1. Choose a title that identifies your topic and your sales potential in 30 characters or less so it can fit into databases across the industry. The title of a book is your main sales tool. Everyone who hears your title should learn precisely what your book is about. With 4 million titles on amazon.com, make your title count.

2. Indicate how your topic relates to your target audience. Who or who are the main actors or concepts in the book and what resonance do they have for your market?

3. Answer: And for $ 27.95? In 3 bulleted sentences, list the net worth of your book to the reader-buyer.

4. Identify a gap in the literature on your topic and what makes you the best author to write this book. In 2 paragraphs, indicate what each chapter covers and show how the structure of the book is designed to develop your central argument.

5. Who exactly needs to buy your book and why? How many people are there (eg “350,000 members of the national organization for blind climbers, group name and URL”)? What does the consumer hope to get from the book? How does your book deliver this?

6. Indicate specifically what makes your book better, more salable, and more original than each of the 4 competing print titles (listed with full bibliographic information).

7. Include an annotated table of contents that lists all items to be included (illustrations, glossary, index).

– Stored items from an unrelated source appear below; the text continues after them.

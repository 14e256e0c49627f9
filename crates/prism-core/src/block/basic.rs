// SPDX-License-Identifier: Apache-2.0
//! Basic signal archetypes: constants, oscillator, arithmetic, memory.

use std::collections::BTreeMap;
use std::sync::Arc;

use crate::block::{
    Artifact, ArtifactValue, BlockArgs, BlockCompile, BlockDef, BlockError, BlockRegistry,
    DefaultSource, OutputDef, Outputs, SlotDef, V1Args,
};
use crate::combine::CombinePolicy;
use crate::ir::{IrBuilder, Kernel, OpaqueFn, StateKey};
use crate::transform::RegistryError;
use crate::types::{DomainKind, TypeDesc};
use crate::value::{Value, Waveform};

pub(crate) fn register(reg: &mut BlockRegistry) -> Result<(), RegistryError> {
    reg.register(const_def())?;
    reg.register(oscillator_def())?;
    reg.register(add_def())?;
    reg.register(multiply_def())?;
    reg.register(delay_def())?;
    reg.register(integrate_def())?;
    reg.register(sample_hold_def())?;
    reg.register(noise_def())?;
    Ok(())
}

// ─── const ─────────────────────────────────────────────────────────────

static CONST_OUTPUTS: &[OutputDef] = &[OutputDef {
    id: "out",
    ty: TypeDesc::scalar(DomainKind::Float),
}];

fn const_compile(args: &BlockArgs<'_>, b: &mut IrBuilder) -> Result<Outputs, BlockError> {
    let value = args.param("value").cloned().unwrap_or(Value::Number(0.0));
    let mut outputs = Outputs::new();
    outputs.insert("out", b.scalar_const(&value));
    Ok(outputs)
}

fn const_def() -> BlockDef {
    BlockDef {
        type_name: "const",
        role: None,
        hidden: false,
        inputs: &[],
        outputs: CONST_OUTPUTS,
        deferred_input: None,
        compile: BlockCompile::V2(const_compile),
    }
}

// ─── oscillator ────────────────────────────────────────────────────────

static OSC_INPUTS: &[SlotDef] = &[
    SlotDef {
        id: "frequency",
        ty: TypeDesc::signal(DomainKind::Float),
        default_source: Some(DefaultSource::Const(Value::Number(1.0))),
        combine: CombinePolicy::latest(),
    },
    SlotDef {
        id: "phase",
        ty: TypeDesc::signal(DomainKind::Phase),
        default_source: Some(DefaultSource::Const(Value::Phase(0.0))),
        combine: CombinePolicy::latest(),
    },
];

static OSC_OUTPUTS: &[OutputDef] = &[
    OutputDef {
        id: "out",
        ty: TypeDesc::signal(DomainKind::Float),
    },
    OutputDef {
        id: "phase",
        ty: TypeDesc::signal(DomainKind::Phase),
    },
];

fn oscillator_compile(args: &BlockArgs<'_>, b: &mut IrBuilder) -> Result<Outputs, BlockError> {
    let frequency = args.input("frequency")?;
    let phase_offset = args.input("phase")?;
    let waveform = args
        .param("waveform")
        .cloned()
        .unwrap_or(Value::Waveform(Waveform::Sine));
    let waveform = b.param(args.id, "waveform", &waveform);

    let t = b.time();
    let to_seconds = b.scalar_const(&Value::Number(0.001));
    let seconds = b.zip(&[t, to_seconds], Kernel::Mul);
    let turns = b.zip(&[seconds, frequency], Kernel::Mul);
    let phase = b.map(turns, Kernel::Fract);
    let phase = b.zip(&[phase, phase_offset], Kernel::PhaseAdd);
    let out = b.zip(&[phase, waveform], Kernel::Shape);

    let mut outputs = Outputs::new();
    outputs.insert("out", out);
    outputs.insert("phase", phase);
    Ok(outputs)
}

fn oscillator_def() -> BlockDef {
    BlockDef {
        type_name: "oscillator",
        role: None,
        hidden: false,
        inputs: OSC_INPUTS,
        outputs: OSC_OUTPUTS,
        deferred_input: None,
        compile: BlockCompile::V2(oscillator_compile),
    }
}

// ─── arithmetic ────────────────────────────────────────────────────────

static ADD_INPUTS: &[SlotDef] = &[
    SlotDef {
        id: "a",
        ty: TypeDesc::signal(DomainKind::Float),
        default_source: Some(DefaultSource::Const(Value::Number(0.0))),
        combine: CombinePolicy::latest(),
    },
    SlotDef {
        id: "b",
        ty: TypeDesc::signal(DomainKind::Float),
        default_source: Some(DefaultSource::Const(Value::Number(0.0))),
        combine: CombinePolicy::latest(),
    },
];

static MUL_INPUTS: &[SlotDef] = &[
    SlotDef {
        id: "a",
        ty: TypeDesc::signal(DomainKind::Float),
        default_source: Some(DefaultSource::Const(Value::Number(1.0))),
        combine: CombinePolicy::latest(),
    },
    SlotDef {
        id: "b",
        ty: TypeDesc::signal(DomainKind::Float),
        default_source: Some(DefaultSource::Const(Value::Number(1.0))),
        combine: CombinePolicy::latest(),
    },
];

static BINOP_OUTPUTS: &[OutputDef] = &[OutputDef {
    id: "out",
    ty: TypeDesc::signal(DomainKind::Float),
}];

fn add_compile(args: &BlockArgs<'_>, b: &mut IrBuilder) -> Result<Outputs, BlockError> {
    let lhs = args.input("a")?;
    let rhs = args.input("b")?;
    let mut outputs = Outputs::new();
    outputs.insert("out", b.zip(&[lhs, rhs], Kernel::Add));
    Ok(outputs)
}

fn multiply_compile(args: &BlockArgs<'_>, b: &mut IrBuilder) -> Result<Outputs, BlockError> {
    let lhs = args.input("a")?;
    let rhs = args.input("b")?;
    let mut outputs = Outputs::new();
    outputs.insert("out", b.zip(&[lhs, rhs], Kernel::Mul));
    Ok(outputs)
}

fn add_def() -> BlockDef {
    BlockDef {
        type_name: "add",
        role: None,
        hidden: false,
        inputs: ADD_INPUTS,
        outputs: BINOP_OUTPUTS,
        deferred_input: None,
        compile: BlockCompile::V2(add_compile),
    }
}

fn multiply_def() -> BlockDef {
    BlockDef {
        type_name: "multiply",
        role: None,
        hidden: false,
        inputs: MUL_INPUTS,
        outputs: BINOP_OUTPUTS,
        deferred_input: None,
        compile: BlockCompile::V2(multiply_compile),
    }
}

// ─── memory blocks ─────────────────────────────────────────────────────

static DELAY_INPUTS: &[SlotDef] = &[SlotDef {
    id: "in",
    ty: TypeDesc::signal(DomainKind::Float),
    default_source: Some(DefaultSource::Const(Value::Number(0.0))),
    combine: CombinePolicy::latest(),
}];

static MEMORY_OUTPUTS: &[OutputDef] = &[OutputDef {
    id: "out",
    ty: TypeDesc::signal(DomainKind::Float),
}];

fn delay_compile(args: &BlockArgs<'_>, b: &mut IrBuilder) -> Result<Outputs, BlockError> {
    let initial = args.param("initial").cloned().unwrap_or(Value::Number(0.0));
    let src = args.inputs.get("in").copied();
    let out = b.delay(src, &initial, StateKey::new(args.id, "delay"))?;
    let mut outputs = Outputs::new();
    outputs.insert("out", out);
    Ok(outputs)
}

fn delay_def() -> BlockDef {
    BlockDef {
        type_name: "delay",
        role: None,
        hidden: false,
        inputs: DELAY_INPUTS,
        outputs: MEMORY_OUTPUTS,
        deferred_input: Some("in"),
        compile: BlockCompile::V2(delay_compile),
    }
}

fn integrate_compile(args: &BlockArgs<'_>, b: &mut IrBuilder) -> Result<Outputs, BlockError> {
    let src = args.inputs.get("in").copied();
    let out = b.integrate(src, StateKey::new(args.id, "integrate"))?;
    let mut outputs = Outputs::new();
    outputs.insert("out", out);
    Ok(outputs)
}

fn integrate_def() -> BlockDef {
    BlockDef {
        type_name: "integrate",
        role: None,
        hidden: false,
        inputs: DELAY_INPUTS,
        outputs: MEMORY_OUTPUTS,
        deferred_input: Some("in"),
        compile: BlockCompile::V2(integrate_compile),
    }
}

static SAMPLE_HOLD_INPUTS: &[SlotDef] = &[
    SlotDef {
        id: "in",
        ty: TypeDesc::signal(DomainKind::Float),
        default_source: Some(DefaultSource::Const(Value::Number(0.0))),
        combine: CombinePolicy::latest(),
    },
    SlotDef {
        id: "trigger",
        ty: TypeDesc::event(),
        default_source: Some(DefaultSource::Const(Value::Bool(false))),
        combine: CombinePolicy::latest(),
    },
];

fn sample_hold_compile(args: &BlockArgs<'_>, b: &mut IrBuilder) -> Result<Outputs, BlockError> {
    let trigger = args.input("trigger")?;
    let src = args.inputs.get("in").copied();
    let out = b.sample_hold(src, trigger, StateKey::new(args.id, "hold"))?;
    let mut outputs = Outputs::new();
    outputs.insert("out", out);
    Ok(outputs)
}

fn sample_hold_def() -> BlockDef {
    BlockDef {
        type_name: "sampleHold",
        role: None,
        hidden: false,
        inputs: SAMPLE_HOLD_INPUTS,
        outputs: MEMORY_OUTPUTS,
        deferred_input: Some("in"),
        compile: BlockCompile::V2(sample_hold_compile),
    }
}

// ─── noise (legacy V1 block, exercises the closure bridge) ─────────────

static NOISE_OUTPUTS: &[OutputDef] = &[OutputDef {
    id: "out",
    ty: TypeDesc::signal(DomainKind::Float),
}];

/// Deterministic value noise over a 1-D lattice. Pure in `(x, seed)`, so
/// frames replay bit-identically.
fn value_noise(x: f64, seed: u64) -> f64 {
    fn lattice(i: i64, seed: u64) -> f64 {
        let mut z = (i as u64).wrapping_mul(0x9e37_79b9_7f4a_7c15) ^ seed;
        z = (z ^ (z >> 30)).wrapping_mul(0xbf58_476d_1ce4_e5b9);
        z = (z ^ (z >> 27)).wrapping_mul(0x94d0_49bb_1331_11eb);
        z ^= z >> 31;
        #[allow(clippy::cast_precision_loss)]
        let unit = (z >> 11) as f64 / (1u64 << 53) as f64;
        2.0 * unit - 1.0
    }
    let floor = libm::floor(x);
    #[allow(clippy::cast_possible_truncation)]
    let i = floor as i64;
    let f = x - floor;
    let smooth = f * f * (3.0 - 2.0 * f);
    let a = lattice(i, seed);
    let b = lattice(i + 1, seed);
    a + (b - a) * smooth
}

fn noise_v1(args: &V1Args<'_>) -> Result<BTreeMap<&'static str, Artifact>, BlockError> {
    let rate = args
        .params
        .get("rate")
        .and_then(Value::as_f64)
        .unwrap_or(1.0);
    let seed = u64::from_le_bytes(
        args.id.as_bytes()[0..8]
            .try_into()
            .map_err(|_| BlockError::BadParam { param: "rate" })?,
    );
    let f = OpaqueFn(Arc::new(move |ctx: &crate::ir::EvalCtx| {
        Value::Number(value_noise(ctx.t_ms * 0.001 * rate, seed))
    }));
    let mut outputs = BTreeMap::new();
    outputs.insert(
        "out",
        Artifact {
            ty: TypeDesc::signal(DomainKind::Float),
            value: ArtifactValue::Closure(f),
        },
    );
    Ok(outputs)
}

fn noise_def() -> BlockDef {
    BlockDef {
        type_name: "noise",
        role: None,
        hidden: false,
        inputs: &[],
        outputs: NOISE_OUTPUTS,
        deferred_input: None,
        compile: BlockCompile::V1(noise_v1),
    }
}

#[cfg(test)]
#[allow(clippy::expect_used, clippy::unwrap_used)]
mod tests {
    use super::*;

    #[test]
    fn value_noise_is_deterministic_and_bounded() {
        for i in 0..64 {
            let x = f64::from(i) * 0.37;
            let a = value_noise(x, 42);
            let b = value_noise(x, 42);
            assert_eq!(a.to_bits(), b.to_bits());
            assert!((-1.0..=1.0).contains(&a));
        }
    }

    #[test]
    fn value_noise_seed_separates_streams() {
        assert_ne!(value_noise(0.5, 1), value_noise(0.5, 2));
    }
}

Use chapter titles that clearly identify the content of the chapters. In no more than 20 words for each, reveal how Chapter 1 leads to your general topic and how each subsequent chapter builds on previous ones and links to subsequent ones.

8. What do you bring to the book’s marketing table? Describe your author’s platform to convey specifically how your authorship adds value to the publisher’s book marketing efforts. Cite the URLs of any website focused on you, your topic, your target market, and quantify monthly visitors.

9. Form a gripping 20-30 page essay that will close the sale of your book to an agent or publisher. Artfully compile from your entire manuscript or handout a so-called sample chapter that shows your writing style and presents the variety of what your book has to offer. It is not so much what you write but how you write it that makes the reader turn the pages.

10. Learn the publishing industry standard book proposal format and submit a professional-looking document, or pay an expert to do it. If you, the author, are unwilling to invest your time and resources to create a bulletproof book proposal, why would an agent or publisher invest in your book?